Removing and Replacing a Drive Module Assembly

E5-APP-B cards are designed for high-availability environments, but even with the advanced reliability of the E5-APP-B card, hardware failures can occur. The E5-APP-B card is designed for easy maintenance when drive module replacement is needed. Since there are two drive modules configured with RAID in an E5-APP-B card, if one becomes corrupt the other drive continues to function. No down time is required to replace a drive module as this procedure can be used on a setup that is up and running.

Procedure - Remove and Replace a Drive Module Assembly

  1. Use the smartd command to verify the drive module names.

    # ls /var/TKLC/log/smartd
    lock log.sda log.sdb sda sdb

    In this example, the drive module names are sda and sdb.

  2. Use the mdstat command to determine whether a drive module is corrupt:

     # cat /proc/mdstat
    • On a healthy system where both drive modules (sda and sdb) are functioning properly, the mdstat output will include both drive modules:
       # cat /proc/mdstat
      Personalities : [raid1]
      md1 : active raid1 sdb2[1] sda2[0]
            262080 blocks super 1.0 [2/2] [UU]
      
      md2 : active raid1 sda1[0] sdb1[1]
            292631552 blocks super 1.1 [2/2] [UU]
            bitmap: 2/3 pages [8KB], 65536KB chunk
      
      unused devices: <none>
      
    • On a system where one of the drive modules is healthy and one is corrupt, only the healthy drive module is displayed:
       # cat /proc/mdstat
      Personalities : [raid1]
      md1 : active raid1 sdb2[1]
            262080 blocks super 1.0 [2/1] [_U]
      
      md2 : active raid1 sdb1[1]
            292631552 blocks super 1.1 [2/1] [_U]
            bitmap: 2/3 pages [8KB], 65536KB chunk
      
      unused devices: <none>
      

      In this example, the mdstat output shows only sdb, which indicates that sda is corrupt.

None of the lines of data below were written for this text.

//! Device acquisition and target validation.

pub mod capabilities;
pub mod fullscreen;

pub use capabilities::TargetCapabilities;
pub use fullscreen::FullscreenPipelines;

use crate::errors::{PostFxError, Result};

/// Requests an adapter and device without a surface.
///
/// Optional features this crate benefits from (`RG11B10UFLOAT_RENDERABLE`)
/// are enabled when the adapter offers them.
pub async fn request_headless_device(
    force_fallback_adapter: bool,
) -> Result<(wgpu::Device, wgpu::Queue)> {
    let instance = wgpu::Instance::default();
    let adapter = instance
        .request_adapter(&wgpu::RequestAdapterOptions {
            power_preference: wgpu::PowerPreference::HighPerformance,
            compatible_surface: None,
            force_fallback_adapter,
        })
        .await
        .map_err(|e| PostFxError::AdapterRequestFailed(e.to_string()))?;

    let info = adapter.get_info();
    log::info!("Using adapter {} ({:?})", info.name, info.backend);

    let required_features = adapter.features() & wgpu::Features::RG11B10UFLOAT_RENDERABLE;
    let (device, queue) = adapter
        .request_device(&wgpu::DeviceDescriptor {
            label: Some("Glowcast Device"),
            required_features,
            required_limits: wgpu::Limits::downlevel_defaults().using_resolution(adapter.limits()),
            memory_hints: wgpu::MemoryHints::Performance,
            ..Default::default()
        })
        .await?;
    Ok((device, queue))
}

/// Blocking wrapper around [`request_headless_device`].
pub fn request_headless_device_blocking(
    force_fallback_adapter: bool,
) -> Result<(wgpu::Device, wgpu::Queue)> {
    pollster::block_on(request_headless_device(force_fallback_adapter))
}
//! CPU Reference Cubemap
//!
//! Builds the same cubemap the depth pass produces by casting a ray through
//! every face texel center against axis-aligned casters. Texel directions are
//! derived by unprojecting through [`face_view_projections`], so the reference
//! exercises the same matrices as the GPU path.

use glam::{Vec2, Vec3, Vec4Swizzles};

use crate::scene::Aabb;

use super::faces::{CubeFace, decode_distance, face_view_projections, is_shadowed, select_face};

#[derive(Debug, Clone, PartialEq)]
pub struct ReferenceCubemap {
    light_position: Vec3,
    resolution: u32,
    far: f32,
    /// Stored values per face in layer order, row-major, top row first.
    faces: [Vec<f32>; 6],
}

impl ReferenceCubemap {
    /// Renders the cubemap seen from `light_position`.
    ///
    /// Casters nearer than `near` along a texel ray are ignored, like geometry
    /// clipped by the face frustum.
    #[must_use]
    pub fn render(
        light_position: Vec3,
        casters: &[Aabb],
        resolution: u32,
        near: f32,
        far: f32,
    ) -> Self {
        let resolution = resolution.max(1);
        let matrices = face_view_projections(light_position, near, far);

        let faces = CubeFace::ALL.map(|face| {
            let inverse = matrices[face as usize].inverse();
            let mut texels = Vec::with_capacity((resolution * resolution) as usize);
            for y in 0..resolution {
                for x in 0..resolution {
                    let s = (x as f32 + 0.5) / resolution as f32;
                    let t = (y as f32 + 0.5) / resolution as f32;
                    let ndc = Vec2::new(2.0 * s - 1.0, 1.0 - 2.0 * t);
                    let far_point = inverse * ndc.extend(1.0).extend(1.0);
                    let direction = (far_point.xyz() / far_point.w - light_position).normalize();

                    let closest = casters
                        .iter()
                        .filter_map(|aabb| aabb.ray_hit(light_position, direction))
                        .filter(|&t| t >= near)
                        .fold(far, f32::min);
                    texels.push((closest / far).clamp(0.0, 1.0));
                }
            }
            texels
        });

        Self {
            light_position,
            resolution,
            far,
            faces,
        }
    }

    #[must_use]
    pub fn resolution(&self) -> u32 {
        self.resolution
    }

    /// Raw stored value of one texel.
    #[must_use]
    pub fn texel(&self, face: CubeFace, x: u32, y: u32) -> f32 {
        let x = x.min(self.resolution - 1);
        let y = y.min(self.resolution - 1);
        self.faces[face as usize][(y * self.resolution + x) as usize]
    }

    /// Nearest-texel cube lookup along `direction`, as the lighting shader samples it.
    #[must_use]
    pub fn sample(&self, direction: Vec3) -> f32 {
        let (face, st) = select_face(direction);
        let texel = (st * self.resolution as f32).floor();
        self.texel(face, texel.x.max(0.0) as u32, texel.y.max(0.0) as u32)
    }

    /// Distance to the closest caster along `direction`, in world units.
    #[must_use]
    pub fn closest_distance(&self, direction: Vec3) -> f32 {
        decode_distance(self.sample(direction), self.far)
    }

    /// Shadow classification of a world-space point.
    #[must_use]
    pub fn is_shadowed(&self, world: Vec3, bias: f32) -> bool {
        let stored = self.sample(world - self.light_position);
        is_shadowed(stored, self.far, world, self.light_position, bias)
    }
}
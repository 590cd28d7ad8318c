// ============================================================================
// Full-Screen Pass Helper
// ============================================================================

use std::borrow::Cow;

use wgpu::util::DeviceExt;

use crate::shaders;

/// Shared vertex stage for every full-screen pass.
///
/// A single oversized triangle covers the viewport; no vertex buffers are
/// bound. Each pipeline object owns one of these and builds its pipelines
/// once at construction.
pub struct FullscreenPipelines {
    vertex: wgpu::ShaderModule,
}

impl FullscreenPipelines {
    #[must_use]
    pub fn new(device: &wgpu::Device) -> Self {
        let vertex = device.create_shader_module(wgpu::ShaderModuleDescriptor {
            label: Some("Fullscreen Triangle Shader"),
            source: wgpu::ShaderSource::Wgsl(Cow::Borrowed(shaders::FULLSCREEN_WGSL)),
        });
        Self { vertex }
    }

    /// Creates a fragment module from WGSL source.
    #[must_use]
    pub fn fragment_module(
        device: &wgpu::Device,
        label: &str,
        source: &'static str,
    ) -> wgpu::ShaderModule {
        device.create_shader_module(wgpu::ShaderModuleDescriptor {
            label: Some(label),
            source: wgpu::ShaderSource::Wgsl(Cow::Borrowed(source)),
        })
    }

    /// Builds a full-screen pipeline with one color target and one bind group.
    #[must_use]
    pub fn create_pipeline(
        &self,
        device: &wgpu::Device,
        label: &str,
        fragment: &wgpu::ShaderModule,
        layout: &wgpu::BindGroupLayout,
        target: wgpu::ColorTargetState,
    ) -> wgpu::RenderPipeline {
        let pipeline_layout = device.create_pipeline_layout(&wgpu::PipelineLayoutDescriptor {
            label: Some(&format!("{label} Layout")),
            bind_group_layouts: &[Some(layout)],
            immediate_size: 0,
        });

        device.create_render_pipeline(&wgpu::RenderPipelineDescriptor {
            label: Some(label),
            layout: Some(&pipeline_layout),
            vertex: wgpu::VertexState {
                module: &self.vertex,
                entry_point: Some("vs_main"),
                buffers: &[],
                compilation_options: wgpu::PipelineCompilationOptions::default(),
            },
            fragment: Some(wgpu::FragmentState {
                module: fragment,
                entry_point: Some("fs_main"),
                targets: &[Some(target)],
                compilation_options: wgpu::PipelineCompilationOptions::default(),
            }),
            primitive: wgpu::PrimitiveState {
                topology: wgpu::PrimitiveTopology::TriangleList,
                ..Default::default()
            },
            depth_stencil: None,
            multisample: wgpu::MultisampleState::default(),
            multiview_mask: None,
            cache: None,
        })
    }
}

/// Records the full-screen triangle.
#[inline]
pub fn draw_fullscreen(pass: &mut wgpu::RenderPass<'_>) {
    pass.draw(0..3, 0..1);
}

// ============================================================================
// Layout entries
// ============================================================================

#[must_use]
pub fn filterable_texture_entry(binding: u32) -> wgpu::BindGroupLayoutEntry {
    wgpu::BindGroupLayoutEntry {
        binding,
        visibility: wgpu::ShaderStages::FRAGMENT,
        ty: wgpu::BindingType::Texture {
            sample_type: wgpu::TextureSampleType::Float { filterable: true },
            view_dimension: wgpu::TextureViewDimension::D2,
            multisampled: false,
        },
        count: None,
    }
}

#[must_use]
pub fn filtering_sampler_entry(binding: u32) -> wgpu::BindGroupLayoutEntry {
    wgpu::BindGroupLayoutEntry {
        binding,
        visibility: wgpu::ShaderStages::FRAGMENT,
        ty: wgpu::BindingType::Sampler(wgpu::SamplerBindingType::Filtering),
        count: None,
    }
}

#[must_use]
pub fn uniform_entry(binding: u32, visibility: wgpu::ShaderStages, dynamic: bool) -> wgpu::BindGroupLayoutEntry {
    wgpu::BindGroupLayoutEntry {
        binding,
        visibility,
        ty: wgpu::BindingType::Buffer {
            ty: wgpu::BufferBindingType::Uniform,
            has_dynamic_offset: dynamic,
            min_binding_size: None,
        },
        count: None,
    }
}

/// Linear, clamp-to-edge sampler used by every post-processing read.
#[must_use]
pub fn linear_clamp_sampler(device: &wgpu::Device, label: &str) -> wgpu::Sampler {
    device.create_sampler(&wgpu::SamplerDescriptor {
        label: Some(label),
        mag_filter: wgpu::FilterMode::Linear,
        min_filter: wgpu::FilterMode::Linear,
        mipmap_filter: wgpu::MipmapFilterMode::Linear,
        address_mode_u: wgpu::AddressMode::ClampToEdge,
        address_mode_v: wgpu::AddressMode::ClampToEdge,
        address_mode_w: wgpu::AddressMode::ClampToEdge,
        ..Default::default()
    })
}

/// Records a write of `bytes` to the start of `buffer` at the encoder's
/// current position.
///
/// `Queue::write_buffer` lands before the whole submit, so two passes recorded
/// into one encoder would both read the last value written. Copying from a
/// staging buffer keeps each write ordered with the passes around it.
pub fn record_uniform_write(
    device: &wgpu::Device,
    encoder: &mut wgpu::CommandEncoder,
    buffer: &wgpu::Buffer,
    bytes: &[u8],
) {
    let staging = device.create_buffer_init(&wgpu::util::BufferInitDescriptor {
        label: Some("Uniform Staging"),
        contents: bytes,
        usage: wgpu::BufferUsages::COPY_SRC,
    });
    encoder.copy_buffer_to_buffer(&staging, 0, buffer, 0, bytes.len() as u64);
}
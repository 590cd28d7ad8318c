//! Scoped GPU Targets
//!
//! [`ScopedTarget`] owns one texture and keeps an [`AllocationCounter`] in
//! sync with its lifetime. Teardown is drop: releasing the owning collection
//! releases the textures and decrements the live count.

use std::sync::Arc;
use std::sync::atomic::{AtomicUsize, Ordering};

/// Shared count of live render targets.
///
/// Cloning yields another handle onto the same counters.
#[derive(Debug, Clone, Default)]
pub struct AllocationCounter {
    live: Arc<AtomicUsize>,
    created: Arc<AtomicUsize>,
}

impl AllocationCounter {
    #[must_use]
    pub fn new() -> Self {
        Self::default()
    }

    /// Targets currently alive.
    #[must_use]
    pub fn live(&self) -> usize {
        self.live.load(Ordering::Relaxed)
    }

    /// Targets created since this counter was made.
    #[must_use]
    pub fn total_created(&self) -> usize {
        self.created.load(Ordering::Relaxed)
    }

    fn acquire(&self) {
        self.live.fetch_add(1, Ordering::Relaxed);
        self.created.fetch_add(1, Ordering::Relaxed);
    }

    fn release(&self) {
        self.live.fetch_sub(1, Ordering::Relaxed);
    }
}

/// A texture whose lifetime is mirrored in an [`AllocationCounter`].
#[derive(Debug)]
pub struct ScopedTarget {
    texture: wgpu::Texture,
    counter: AllocationCounter,
}

impl ScopedTarget {
    pub fn new(
        device: &wgpu::Device,
        desc: &wgpu::TextureDescriptor<'_>,
        counter: &AllocationCounter,
    ) -> Self {
        let texture = device.create_texture(desc);
        counter.acquire();
        Self {
            texture,
            counter: counter.clone(),
        }
    }

    #[inline]
    #[must_use]
    pub fn texture(&self) -> &wgpu::Texture {
        &self.texture
    }

    #[must_use]
    pub fn create_view(&self, desc: &wgpu::TextureViewDescriptor<'_>) -> wgpu::TextureView {
        self.texture.create_view(desc)
    }
}

impl Drop for ScopedTarget {
    fn drop(&mut self) {
        self.counter.release();
    }
}
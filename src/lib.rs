#![warn(clippy::all)]
#![warn(clippy::pedantic)]
#![allow(clippy::cast_precision_loss)]
#![allow(clippy::cast_possible_truncation)]
#![allow(clippy::module_name_repetitions)]
#![allow(clippy::missing_errors_doc)]
#![allow(clippy::missing_panics_doc)]
#![allow(clippy::too_many_arguments)]

//! # Glowcast
//!
//! HDR post-processing and point-light shadows for wgpu renderers.
//!
//! A frame is recorded by [`FrameRenderer::render_frame`]:
//!
//! 1. [`shadow::OmniShadowPass`] renders a depth cubemap per point light.
//! 2. The caller draws the scene into the multisampled HDR target.
//! 3. [`bloom::BloomPipeline`] filters the bright-color attachment through a mip chain.
//! 4. [`composite::FinalCompositor`] tone-maps scene plus bloom onto the output.
//!
//! Every pass can also be driven on its own through a [`FrameContext`].

pub mod bloom;
pub mod composite;
pub mod context;
pub mod errors;
pub mod frame;
pub mod gpu;
pub mod resources;
pub mod scene;
pub mod settings;
pub mod shaders;
pub mod shadow;

pub use bloom::{BloomPipeline, BloomPlan};
pub use composite::{CompositeTarget, FinalCompositor};
pub use context::{FrameContext, FrameParams, RenderState, TargetBinding, Viewport};
pub use errors::{PostFxError, Result};
pub use frame::{FrameRenderer, FrameStats, HdrTargets};
pub use gpu::{TargetCapabilities, request_headless_device, request_headless_device_blocking};
pub use resources::{AllocationCounter, Tracked};
pub use scene::{Aabb, PointLight, RenderCaps, Renderable, SceneDescription};
pub use settings::{
    BloomFormat, BloomSettings, PostFxSettings, ShadowSettings, ToneMappingMode,
    ToneMappingSettings,
};
pub use shadow::{CubeFace, OmniShadowPass, ShadowOutcome};
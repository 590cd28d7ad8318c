//! GPU resource helpers shared by every pass.

pub mod bind_group_cache;
pub mod target;

pub use bind_group_cache::{BindGroupCache, BindGroupKey, ResourceId, Tracked};
pub use target::{AllocationCounter, ScopedTarget};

  3. Log in as root and run the failDisk command to mark the appropriate drive module to be replaced.

    # /usr/TKLC/plat/sbin/failDisk <disk to be removed>

    For example:

    # /usr/TKLC/plat/sbin/failDisk /dev/sda

  4. After failDisk runs successfully, remove the drive module assembly.

  5. Insert the new drive module assembly.